About this exercise - Some of the lines below need repeating. Reproduce exactly those between the lines holding "#[serde(transparent)]" and "values as the", inclusive.

Collected data:

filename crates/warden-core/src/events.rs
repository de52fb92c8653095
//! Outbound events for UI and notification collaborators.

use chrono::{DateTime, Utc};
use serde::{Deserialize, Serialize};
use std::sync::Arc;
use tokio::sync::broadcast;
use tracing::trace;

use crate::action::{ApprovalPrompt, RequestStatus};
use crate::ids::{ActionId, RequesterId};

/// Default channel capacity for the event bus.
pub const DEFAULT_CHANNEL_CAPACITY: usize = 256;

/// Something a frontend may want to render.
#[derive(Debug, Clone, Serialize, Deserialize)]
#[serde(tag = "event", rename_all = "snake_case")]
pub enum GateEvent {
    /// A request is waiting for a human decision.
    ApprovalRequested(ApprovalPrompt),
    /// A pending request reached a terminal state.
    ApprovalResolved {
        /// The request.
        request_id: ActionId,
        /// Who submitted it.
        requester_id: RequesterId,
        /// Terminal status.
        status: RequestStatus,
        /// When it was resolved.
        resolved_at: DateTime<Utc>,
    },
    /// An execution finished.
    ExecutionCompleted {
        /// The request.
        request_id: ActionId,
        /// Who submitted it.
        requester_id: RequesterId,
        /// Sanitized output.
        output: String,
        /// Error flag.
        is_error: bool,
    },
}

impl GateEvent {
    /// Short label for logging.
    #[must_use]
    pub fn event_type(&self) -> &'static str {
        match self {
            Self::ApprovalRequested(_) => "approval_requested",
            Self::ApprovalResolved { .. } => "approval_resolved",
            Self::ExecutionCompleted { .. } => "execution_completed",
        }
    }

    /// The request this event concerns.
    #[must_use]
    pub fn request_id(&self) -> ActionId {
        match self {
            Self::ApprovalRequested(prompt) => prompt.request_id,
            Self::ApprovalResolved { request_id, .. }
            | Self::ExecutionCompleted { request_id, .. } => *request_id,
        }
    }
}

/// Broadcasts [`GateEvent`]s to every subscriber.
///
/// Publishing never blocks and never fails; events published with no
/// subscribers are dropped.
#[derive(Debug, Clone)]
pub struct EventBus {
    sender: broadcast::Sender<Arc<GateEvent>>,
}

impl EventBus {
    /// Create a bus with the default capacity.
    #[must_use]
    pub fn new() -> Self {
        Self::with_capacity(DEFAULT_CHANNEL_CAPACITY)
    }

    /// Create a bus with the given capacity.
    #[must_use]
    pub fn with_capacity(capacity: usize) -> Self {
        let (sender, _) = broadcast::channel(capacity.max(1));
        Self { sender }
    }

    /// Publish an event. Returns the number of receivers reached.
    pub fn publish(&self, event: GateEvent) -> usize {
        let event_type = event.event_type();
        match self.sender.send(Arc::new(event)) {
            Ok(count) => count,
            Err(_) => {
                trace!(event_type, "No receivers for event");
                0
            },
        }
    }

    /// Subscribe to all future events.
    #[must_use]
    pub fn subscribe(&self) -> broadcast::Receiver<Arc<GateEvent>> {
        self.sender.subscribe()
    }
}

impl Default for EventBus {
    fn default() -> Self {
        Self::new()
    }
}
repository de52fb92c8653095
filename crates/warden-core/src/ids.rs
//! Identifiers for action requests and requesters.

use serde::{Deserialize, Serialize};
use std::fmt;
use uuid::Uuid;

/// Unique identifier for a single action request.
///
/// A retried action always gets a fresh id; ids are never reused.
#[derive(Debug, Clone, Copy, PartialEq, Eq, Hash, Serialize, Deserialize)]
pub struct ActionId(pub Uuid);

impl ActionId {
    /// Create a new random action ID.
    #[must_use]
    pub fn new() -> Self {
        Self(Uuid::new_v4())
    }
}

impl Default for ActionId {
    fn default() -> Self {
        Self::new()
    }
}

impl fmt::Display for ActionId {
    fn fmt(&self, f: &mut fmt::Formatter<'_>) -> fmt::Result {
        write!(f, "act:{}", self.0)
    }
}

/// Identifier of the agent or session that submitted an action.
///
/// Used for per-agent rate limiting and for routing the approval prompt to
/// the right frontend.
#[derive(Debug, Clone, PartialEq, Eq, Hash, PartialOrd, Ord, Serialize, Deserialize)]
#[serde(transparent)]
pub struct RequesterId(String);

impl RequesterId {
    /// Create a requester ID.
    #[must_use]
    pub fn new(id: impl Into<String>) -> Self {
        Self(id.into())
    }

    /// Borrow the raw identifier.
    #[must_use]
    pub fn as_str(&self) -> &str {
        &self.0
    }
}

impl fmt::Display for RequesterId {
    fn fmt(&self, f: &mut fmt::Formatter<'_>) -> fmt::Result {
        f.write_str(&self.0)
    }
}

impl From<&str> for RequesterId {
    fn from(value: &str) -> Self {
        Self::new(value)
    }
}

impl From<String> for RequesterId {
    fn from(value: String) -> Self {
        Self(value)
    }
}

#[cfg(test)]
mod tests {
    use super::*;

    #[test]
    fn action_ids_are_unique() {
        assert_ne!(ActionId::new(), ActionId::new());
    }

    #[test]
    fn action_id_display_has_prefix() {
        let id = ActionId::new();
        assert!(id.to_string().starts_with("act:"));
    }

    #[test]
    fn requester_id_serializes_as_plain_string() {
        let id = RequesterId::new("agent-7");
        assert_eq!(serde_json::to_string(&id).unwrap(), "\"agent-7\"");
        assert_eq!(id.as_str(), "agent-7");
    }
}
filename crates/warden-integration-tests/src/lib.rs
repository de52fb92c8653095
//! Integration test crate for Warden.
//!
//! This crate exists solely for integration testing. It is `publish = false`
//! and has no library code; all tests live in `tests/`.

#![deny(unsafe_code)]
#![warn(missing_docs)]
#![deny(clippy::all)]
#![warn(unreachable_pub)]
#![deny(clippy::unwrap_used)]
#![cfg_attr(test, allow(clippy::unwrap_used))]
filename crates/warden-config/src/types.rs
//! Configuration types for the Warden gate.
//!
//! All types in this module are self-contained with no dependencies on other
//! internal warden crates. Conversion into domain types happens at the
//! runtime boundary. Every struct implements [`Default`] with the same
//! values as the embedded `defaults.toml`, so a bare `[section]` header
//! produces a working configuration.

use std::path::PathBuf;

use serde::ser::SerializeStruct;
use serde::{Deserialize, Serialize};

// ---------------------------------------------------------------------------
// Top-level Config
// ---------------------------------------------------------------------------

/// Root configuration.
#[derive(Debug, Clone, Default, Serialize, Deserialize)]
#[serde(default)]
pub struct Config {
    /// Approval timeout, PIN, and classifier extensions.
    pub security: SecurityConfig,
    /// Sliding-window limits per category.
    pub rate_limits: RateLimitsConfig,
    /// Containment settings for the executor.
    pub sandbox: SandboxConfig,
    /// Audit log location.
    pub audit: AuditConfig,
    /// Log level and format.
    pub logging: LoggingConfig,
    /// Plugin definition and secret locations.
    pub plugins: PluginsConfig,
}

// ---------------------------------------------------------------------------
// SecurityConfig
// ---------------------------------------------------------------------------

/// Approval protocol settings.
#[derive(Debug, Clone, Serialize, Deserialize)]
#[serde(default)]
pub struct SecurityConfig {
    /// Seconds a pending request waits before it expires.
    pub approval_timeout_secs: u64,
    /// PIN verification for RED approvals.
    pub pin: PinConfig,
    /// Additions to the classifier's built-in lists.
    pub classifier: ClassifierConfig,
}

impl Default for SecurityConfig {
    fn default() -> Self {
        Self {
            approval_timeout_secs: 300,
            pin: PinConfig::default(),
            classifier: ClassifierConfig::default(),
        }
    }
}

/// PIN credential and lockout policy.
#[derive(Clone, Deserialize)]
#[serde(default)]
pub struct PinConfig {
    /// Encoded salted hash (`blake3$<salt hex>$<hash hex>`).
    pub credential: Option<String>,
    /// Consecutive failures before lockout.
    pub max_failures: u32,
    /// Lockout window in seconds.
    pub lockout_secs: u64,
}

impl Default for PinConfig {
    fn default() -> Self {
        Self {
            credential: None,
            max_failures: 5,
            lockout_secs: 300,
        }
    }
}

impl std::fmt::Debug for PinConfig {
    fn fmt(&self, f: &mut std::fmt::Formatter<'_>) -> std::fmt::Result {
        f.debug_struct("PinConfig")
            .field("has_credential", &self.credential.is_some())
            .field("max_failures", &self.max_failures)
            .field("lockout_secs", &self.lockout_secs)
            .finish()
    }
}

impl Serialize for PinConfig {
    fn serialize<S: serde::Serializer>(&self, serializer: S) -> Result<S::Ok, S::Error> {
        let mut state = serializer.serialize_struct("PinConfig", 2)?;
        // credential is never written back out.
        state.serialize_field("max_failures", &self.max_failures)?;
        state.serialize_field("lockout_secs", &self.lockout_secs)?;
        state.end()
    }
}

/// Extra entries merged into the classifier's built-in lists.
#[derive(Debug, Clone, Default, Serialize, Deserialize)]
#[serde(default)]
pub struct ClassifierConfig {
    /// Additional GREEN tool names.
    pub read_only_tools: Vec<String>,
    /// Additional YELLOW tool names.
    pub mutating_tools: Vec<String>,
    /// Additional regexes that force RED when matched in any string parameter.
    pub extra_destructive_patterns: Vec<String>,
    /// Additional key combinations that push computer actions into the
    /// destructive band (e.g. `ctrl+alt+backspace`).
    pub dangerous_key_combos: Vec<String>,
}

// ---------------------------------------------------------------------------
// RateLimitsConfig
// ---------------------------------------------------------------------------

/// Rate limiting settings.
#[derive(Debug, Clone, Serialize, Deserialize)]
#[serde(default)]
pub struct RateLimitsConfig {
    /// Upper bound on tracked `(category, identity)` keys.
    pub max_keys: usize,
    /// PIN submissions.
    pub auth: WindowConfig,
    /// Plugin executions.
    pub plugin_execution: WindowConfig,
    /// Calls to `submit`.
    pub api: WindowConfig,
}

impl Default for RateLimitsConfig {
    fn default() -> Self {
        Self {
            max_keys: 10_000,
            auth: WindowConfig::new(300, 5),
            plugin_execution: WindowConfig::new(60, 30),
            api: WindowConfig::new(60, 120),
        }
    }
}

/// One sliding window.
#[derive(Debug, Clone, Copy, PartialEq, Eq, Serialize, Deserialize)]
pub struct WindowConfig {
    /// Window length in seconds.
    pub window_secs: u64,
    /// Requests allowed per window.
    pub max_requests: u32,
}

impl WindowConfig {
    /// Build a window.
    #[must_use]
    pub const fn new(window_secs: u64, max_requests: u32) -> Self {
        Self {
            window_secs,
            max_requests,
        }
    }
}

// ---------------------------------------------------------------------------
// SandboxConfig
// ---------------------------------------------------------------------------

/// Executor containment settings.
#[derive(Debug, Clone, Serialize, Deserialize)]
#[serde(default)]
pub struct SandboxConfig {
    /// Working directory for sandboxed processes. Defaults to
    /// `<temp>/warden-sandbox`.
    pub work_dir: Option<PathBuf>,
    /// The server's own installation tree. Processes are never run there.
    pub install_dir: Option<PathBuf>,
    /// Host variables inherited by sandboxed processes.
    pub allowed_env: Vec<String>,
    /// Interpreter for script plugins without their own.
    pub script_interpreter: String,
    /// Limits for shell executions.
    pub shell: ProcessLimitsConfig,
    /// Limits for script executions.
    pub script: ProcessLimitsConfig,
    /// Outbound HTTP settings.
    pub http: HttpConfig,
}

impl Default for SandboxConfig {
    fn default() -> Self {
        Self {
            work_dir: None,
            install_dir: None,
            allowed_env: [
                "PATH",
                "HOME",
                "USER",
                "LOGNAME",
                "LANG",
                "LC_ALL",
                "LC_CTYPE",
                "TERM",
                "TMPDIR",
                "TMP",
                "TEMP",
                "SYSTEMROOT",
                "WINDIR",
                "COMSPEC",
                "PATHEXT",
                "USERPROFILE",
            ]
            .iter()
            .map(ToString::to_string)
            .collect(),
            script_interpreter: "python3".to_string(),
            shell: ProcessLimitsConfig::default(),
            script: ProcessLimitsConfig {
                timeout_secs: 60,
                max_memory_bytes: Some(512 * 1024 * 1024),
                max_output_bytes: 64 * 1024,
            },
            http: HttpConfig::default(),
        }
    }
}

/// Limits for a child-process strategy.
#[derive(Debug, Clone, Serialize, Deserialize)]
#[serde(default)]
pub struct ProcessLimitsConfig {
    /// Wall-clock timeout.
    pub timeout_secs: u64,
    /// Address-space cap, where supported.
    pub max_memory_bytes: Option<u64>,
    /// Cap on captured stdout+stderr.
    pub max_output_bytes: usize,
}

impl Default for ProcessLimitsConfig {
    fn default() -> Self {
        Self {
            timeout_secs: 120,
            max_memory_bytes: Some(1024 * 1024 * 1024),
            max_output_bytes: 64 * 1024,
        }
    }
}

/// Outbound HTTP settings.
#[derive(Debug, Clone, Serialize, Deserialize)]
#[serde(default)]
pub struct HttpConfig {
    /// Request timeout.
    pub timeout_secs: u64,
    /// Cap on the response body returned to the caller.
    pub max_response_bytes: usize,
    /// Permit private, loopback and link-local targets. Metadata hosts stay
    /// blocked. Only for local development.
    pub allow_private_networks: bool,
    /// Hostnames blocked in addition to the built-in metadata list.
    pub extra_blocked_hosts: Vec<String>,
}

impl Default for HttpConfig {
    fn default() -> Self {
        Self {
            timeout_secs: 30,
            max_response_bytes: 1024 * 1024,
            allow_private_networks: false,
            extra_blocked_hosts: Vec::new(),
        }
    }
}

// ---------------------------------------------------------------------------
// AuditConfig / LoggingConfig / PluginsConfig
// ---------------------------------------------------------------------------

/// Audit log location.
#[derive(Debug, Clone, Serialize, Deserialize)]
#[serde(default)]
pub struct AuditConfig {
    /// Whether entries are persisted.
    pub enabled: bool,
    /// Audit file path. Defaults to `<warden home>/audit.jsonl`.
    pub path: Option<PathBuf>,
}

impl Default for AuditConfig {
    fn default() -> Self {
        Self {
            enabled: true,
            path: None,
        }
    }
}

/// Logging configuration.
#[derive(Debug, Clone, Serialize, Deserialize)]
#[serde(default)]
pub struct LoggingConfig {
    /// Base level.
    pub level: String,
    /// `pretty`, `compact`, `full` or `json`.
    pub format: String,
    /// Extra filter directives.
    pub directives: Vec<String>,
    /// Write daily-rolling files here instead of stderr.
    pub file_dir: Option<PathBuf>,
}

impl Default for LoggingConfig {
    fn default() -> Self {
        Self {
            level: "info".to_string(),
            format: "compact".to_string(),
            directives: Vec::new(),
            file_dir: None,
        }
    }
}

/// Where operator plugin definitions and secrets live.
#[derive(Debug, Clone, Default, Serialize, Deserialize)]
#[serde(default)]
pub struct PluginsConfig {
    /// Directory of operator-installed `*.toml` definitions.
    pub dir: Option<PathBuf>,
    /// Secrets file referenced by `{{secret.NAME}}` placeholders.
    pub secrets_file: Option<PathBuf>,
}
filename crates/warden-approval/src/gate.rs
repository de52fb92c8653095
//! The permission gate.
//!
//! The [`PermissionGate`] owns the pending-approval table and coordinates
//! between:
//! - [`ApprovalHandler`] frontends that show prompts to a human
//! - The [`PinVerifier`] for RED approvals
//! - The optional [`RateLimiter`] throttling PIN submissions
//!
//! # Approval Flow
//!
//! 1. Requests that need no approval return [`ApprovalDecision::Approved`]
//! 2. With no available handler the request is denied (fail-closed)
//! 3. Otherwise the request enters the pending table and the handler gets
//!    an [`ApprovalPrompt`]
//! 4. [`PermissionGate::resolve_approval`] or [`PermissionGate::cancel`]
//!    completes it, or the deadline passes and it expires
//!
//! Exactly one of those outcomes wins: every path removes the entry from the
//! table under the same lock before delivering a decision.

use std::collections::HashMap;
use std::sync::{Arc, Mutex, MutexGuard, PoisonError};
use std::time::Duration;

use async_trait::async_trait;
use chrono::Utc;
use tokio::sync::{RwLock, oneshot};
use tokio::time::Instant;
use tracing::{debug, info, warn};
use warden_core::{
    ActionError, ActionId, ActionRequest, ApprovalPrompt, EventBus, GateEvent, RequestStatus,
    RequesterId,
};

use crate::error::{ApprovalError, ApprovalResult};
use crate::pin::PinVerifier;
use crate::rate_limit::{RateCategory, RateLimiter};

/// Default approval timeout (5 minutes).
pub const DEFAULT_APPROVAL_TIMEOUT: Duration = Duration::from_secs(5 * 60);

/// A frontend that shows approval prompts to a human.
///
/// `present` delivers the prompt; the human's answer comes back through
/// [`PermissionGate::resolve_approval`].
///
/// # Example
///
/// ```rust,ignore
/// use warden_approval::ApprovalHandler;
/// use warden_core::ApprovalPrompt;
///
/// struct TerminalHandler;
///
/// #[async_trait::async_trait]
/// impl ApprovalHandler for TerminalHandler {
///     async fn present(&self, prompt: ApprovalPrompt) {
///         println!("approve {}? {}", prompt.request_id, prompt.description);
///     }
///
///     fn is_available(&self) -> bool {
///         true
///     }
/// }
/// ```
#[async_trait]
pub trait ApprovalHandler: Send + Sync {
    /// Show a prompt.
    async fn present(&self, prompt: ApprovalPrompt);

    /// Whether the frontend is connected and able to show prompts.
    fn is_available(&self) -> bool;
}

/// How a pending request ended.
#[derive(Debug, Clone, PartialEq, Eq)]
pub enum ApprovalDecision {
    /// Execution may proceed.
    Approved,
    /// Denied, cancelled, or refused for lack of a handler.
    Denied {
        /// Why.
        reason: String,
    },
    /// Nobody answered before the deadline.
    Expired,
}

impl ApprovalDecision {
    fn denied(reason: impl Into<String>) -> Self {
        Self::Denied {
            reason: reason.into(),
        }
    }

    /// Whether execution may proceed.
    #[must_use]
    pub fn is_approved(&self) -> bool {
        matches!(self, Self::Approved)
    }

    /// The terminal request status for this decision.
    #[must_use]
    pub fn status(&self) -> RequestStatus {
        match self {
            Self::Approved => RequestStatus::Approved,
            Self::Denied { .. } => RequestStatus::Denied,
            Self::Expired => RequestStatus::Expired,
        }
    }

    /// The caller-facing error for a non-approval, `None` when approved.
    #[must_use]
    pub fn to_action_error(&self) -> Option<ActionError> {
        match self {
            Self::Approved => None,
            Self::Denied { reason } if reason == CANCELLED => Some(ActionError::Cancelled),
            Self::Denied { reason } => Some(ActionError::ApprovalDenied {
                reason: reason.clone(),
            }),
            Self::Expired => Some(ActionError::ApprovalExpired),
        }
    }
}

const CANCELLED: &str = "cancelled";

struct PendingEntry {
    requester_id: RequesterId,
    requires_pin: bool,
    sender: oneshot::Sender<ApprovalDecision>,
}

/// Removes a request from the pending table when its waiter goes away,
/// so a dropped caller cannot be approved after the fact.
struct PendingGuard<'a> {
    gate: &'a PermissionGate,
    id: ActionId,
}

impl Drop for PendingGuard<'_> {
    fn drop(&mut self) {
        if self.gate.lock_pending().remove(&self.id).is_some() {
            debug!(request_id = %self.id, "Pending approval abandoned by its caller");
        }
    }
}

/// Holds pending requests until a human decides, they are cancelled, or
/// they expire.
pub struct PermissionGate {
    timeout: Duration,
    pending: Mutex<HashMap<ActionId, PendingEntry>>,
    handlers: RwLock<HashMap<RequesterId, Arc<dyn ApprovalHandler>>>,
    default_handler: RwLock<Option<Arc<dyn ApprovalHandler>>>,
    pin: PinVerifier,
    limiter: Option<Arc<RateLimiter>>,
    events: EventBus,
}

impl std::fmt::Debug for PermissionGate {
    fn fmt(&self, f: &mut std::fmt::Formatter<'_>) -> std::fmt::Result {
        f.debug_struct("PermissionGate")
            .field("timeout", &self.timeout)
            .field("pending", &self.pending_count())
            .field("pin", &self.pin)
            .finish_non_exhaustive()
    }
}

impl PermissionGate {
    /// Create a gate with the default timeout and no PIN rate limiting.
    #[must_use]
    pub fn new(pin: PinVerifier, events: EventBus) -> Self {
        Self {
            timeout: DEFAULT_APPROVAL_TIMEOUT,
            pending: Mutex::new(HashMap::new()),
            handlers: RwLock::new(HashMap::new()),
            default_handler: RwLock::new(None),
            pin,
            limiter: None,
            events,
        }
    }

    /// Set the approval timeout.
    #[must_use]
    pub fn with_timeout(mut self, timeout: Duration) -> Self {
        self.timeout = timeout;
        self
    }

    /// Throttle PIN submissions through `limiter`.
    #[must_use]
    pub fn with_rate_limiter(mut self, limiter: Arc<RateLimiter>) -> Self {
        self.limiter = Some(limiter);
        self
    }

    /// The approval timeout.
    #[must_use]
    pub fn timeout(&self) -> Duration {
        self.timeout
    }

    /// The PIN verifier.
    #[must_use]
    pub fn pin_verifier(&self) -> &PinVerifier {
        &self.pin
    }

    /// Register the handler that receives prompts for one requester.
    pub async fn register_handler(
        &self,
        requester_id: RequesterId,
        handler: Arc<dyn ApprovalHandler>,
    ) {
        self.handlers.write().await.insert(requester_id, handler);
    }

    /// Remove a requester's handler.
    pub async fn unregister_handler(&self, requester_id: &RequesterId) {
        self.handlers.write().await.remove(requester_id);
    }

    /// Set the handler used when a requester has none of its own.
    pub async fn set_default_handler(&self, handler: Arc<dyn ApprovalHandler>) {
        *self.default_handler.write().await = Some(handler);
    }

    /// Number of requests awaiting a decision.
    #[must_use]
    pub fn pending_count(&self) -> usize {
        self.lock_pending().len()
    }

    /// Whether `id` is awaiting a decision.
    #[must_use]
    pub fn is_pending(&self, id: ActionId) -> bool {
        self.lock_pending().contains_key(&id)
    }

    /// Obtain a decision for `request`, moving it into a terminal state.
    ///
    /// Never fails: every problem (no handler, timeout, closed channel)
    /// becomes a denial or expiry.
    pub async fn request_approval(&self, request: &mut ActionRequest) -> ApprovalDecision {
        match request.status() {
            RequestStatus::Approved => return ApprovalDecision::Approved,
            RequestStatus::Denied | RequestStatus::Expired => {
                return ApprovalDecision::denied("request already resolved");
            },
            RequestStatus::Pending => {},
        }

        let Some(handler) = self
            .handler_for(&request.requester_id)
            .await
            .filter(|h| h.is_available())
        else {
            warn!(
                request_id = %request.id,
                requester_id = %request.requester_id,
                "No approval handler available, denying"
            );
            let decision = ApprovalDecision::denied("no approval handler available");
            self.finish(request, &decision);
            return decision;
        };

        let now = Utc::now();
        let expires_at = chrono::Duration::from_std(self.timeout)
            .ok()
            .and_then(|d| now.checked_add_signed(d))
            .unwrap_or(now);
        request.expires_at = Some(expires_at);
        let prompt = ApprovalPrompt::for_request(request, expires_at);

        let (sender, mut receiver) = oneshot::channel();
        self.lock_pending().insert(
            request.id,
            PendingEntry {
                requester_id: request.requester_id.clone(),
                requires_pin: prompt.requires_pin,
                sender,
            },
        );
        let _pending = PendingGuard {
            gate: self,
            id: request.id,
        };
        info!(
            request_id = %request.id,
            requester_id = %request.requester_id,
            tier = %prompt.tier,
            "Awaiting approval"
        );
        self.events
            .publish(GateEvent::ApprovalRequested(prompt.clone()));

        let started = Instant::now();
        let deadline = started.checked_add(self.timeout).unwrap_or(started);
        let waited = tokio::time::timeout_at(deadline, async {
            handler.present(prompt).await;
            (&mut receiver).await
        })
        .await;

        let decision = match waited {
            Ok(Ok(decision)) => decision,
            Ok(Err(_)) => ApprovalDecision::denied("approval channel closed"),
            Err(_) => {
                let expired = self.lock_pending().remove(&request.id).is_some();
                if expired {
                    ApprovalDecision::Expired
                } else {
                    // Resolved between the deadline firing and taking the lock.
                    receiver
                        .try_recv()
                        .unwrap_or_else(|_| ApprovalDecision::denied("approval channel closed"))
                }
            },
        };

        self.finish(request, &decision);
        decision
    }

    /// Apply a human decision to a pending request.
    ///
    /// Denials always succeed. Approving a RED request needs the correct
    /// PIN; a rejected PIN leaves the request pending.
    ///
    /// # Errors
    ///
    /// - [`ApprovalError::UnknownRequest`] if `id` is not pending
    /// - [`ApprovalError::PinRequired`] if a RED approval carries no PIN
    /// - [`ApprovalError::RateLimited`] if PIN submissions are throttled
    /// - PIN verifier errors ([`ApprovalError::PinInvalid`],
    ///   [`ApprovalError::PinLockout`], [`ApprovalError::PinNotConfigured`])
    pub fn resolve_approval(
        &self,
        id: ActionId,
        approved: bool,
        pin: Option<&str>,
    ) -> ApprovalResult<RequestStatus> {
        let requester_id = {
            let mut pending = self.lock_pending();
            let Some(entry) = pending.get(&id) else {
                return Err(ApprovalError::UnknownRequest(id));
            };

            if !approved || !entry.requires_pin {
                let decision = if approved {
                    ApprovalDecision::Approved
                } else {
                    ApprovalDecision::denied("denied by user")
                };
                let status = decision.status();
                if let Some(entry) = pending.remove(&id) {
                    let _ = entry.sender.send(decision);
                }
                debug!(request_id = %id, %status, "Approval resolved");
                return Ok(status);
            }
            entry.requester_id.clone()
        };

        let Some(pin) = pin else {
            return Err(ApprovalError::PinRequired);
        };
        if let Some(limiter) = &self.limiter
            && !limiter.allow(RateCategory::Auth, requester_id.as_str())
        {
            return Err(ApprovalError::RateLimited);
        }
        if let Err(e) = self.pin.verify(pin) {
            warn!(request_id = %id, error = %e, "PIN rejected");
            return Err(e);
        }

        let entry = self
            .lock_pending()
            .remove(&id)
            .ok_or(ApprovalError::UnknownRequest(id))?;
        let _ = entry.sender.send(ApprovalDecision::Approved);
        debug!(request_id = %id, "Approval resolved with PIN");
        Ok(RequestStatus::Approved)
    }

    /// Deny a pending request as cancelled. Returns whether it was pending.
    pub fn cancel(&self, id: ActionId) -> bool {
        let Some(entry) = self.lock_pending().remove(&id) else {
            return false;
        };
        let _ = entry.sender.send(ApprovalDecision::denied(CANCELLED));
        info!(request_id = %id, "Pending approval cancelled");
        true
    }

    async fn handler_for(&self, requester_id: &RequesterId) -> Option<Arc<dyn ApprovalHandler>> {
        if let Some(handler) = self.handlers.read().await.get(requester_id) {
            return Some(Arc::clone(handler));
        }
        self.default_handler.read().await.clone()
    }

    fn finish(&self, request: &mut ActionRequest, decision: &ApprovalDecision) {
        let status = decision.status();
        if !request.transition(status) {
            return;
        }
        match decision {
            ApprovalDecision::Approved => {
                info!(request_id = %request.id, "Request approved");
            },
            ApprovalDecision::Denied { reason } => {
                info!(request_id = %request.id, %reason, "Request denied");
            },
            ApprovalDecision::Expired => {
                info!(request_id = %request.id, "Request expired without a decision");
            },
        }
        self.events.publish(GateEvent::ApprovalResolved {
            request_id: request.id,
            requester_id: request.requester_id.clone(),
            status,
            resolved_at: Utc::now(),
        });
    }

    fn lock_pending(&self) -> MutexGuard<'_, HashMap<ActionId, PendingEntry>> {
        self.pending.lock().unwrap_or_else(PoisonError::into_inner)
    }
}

Written response -
#[serde(transparent)]
pub struct RequesterId(String);

impl RequesterId {
    /// Create a requester ID.
    #[must_use]
    pub fn new(id: impl Into<String>) -> Self {
        Self(id.into())
    }

    /// Borrow the raw identifier.
    #[must_use]
    pub fn as_str(&self) -> &str {
        &self.0
    }
}

impl fmt::Display for RequesterId {
    fn fmt(&self, f: &mut fmt::Formatter<'_>) -> fmt::Result {
        f.write_str(&self.0)
    }
}

impl From<&str> for RequesterId {
    fn from(value: &str) -> Self {
        Self::new(value)
    }
}

impl From<String> for RequesterId {
    fn from(value: String) -> Self {
        Self(value)
    }
}

#[cfg(test)]
mod tests {
    use super::*;

    #[test]
    fn action_ids_are_unique() {
        assert_ne!(ActionId::new(), ActionId::new());
    }

    #[test]
    fn action_id_display_has_prefix() {
        let id = ActionId::new();
        assert!(id.to_string().starts_with("act:"));
    }

    #[test]
    fn requester_id_serializes_as_plain_string() {
        let id = RequesterId::new("agent-7");
        assert_eq!(serde_json::to_string(&id).unwrap(), "\"agent-7\"");
        assert_eq!(id.as_str(), "agent-7");
    }
}
filename crates/warden-integration-tests/src/lib.rs
repository de52fb92c8653095
//! Integration test crate for Warden.
//!
//! This crate exists solely for integration testing. It is `publish = false`
//! and has no library code; all tests live in `tests/`.

#![deny(unsafe_code)]
#![warn(missing_docs)]
#![deny(clippy::all)]
#![warn(unreachable_pub)]
#![deny(clippy::unwrap_used)]
#![cfg_attr(test, allow(clippy::unwrap_used))]
filename crates/warden-config/src/types.rs
//! Configuration types for the Warden gate.
//!
//! All types in this module are self-contained with no dependencies on other
//! internal warden crates. Conversion into domain types happens at the
//! runtime boundary. Every struct implements [`Default`] with the same
//! values as the embedded `defaults.toml`, so a bare `[section]` header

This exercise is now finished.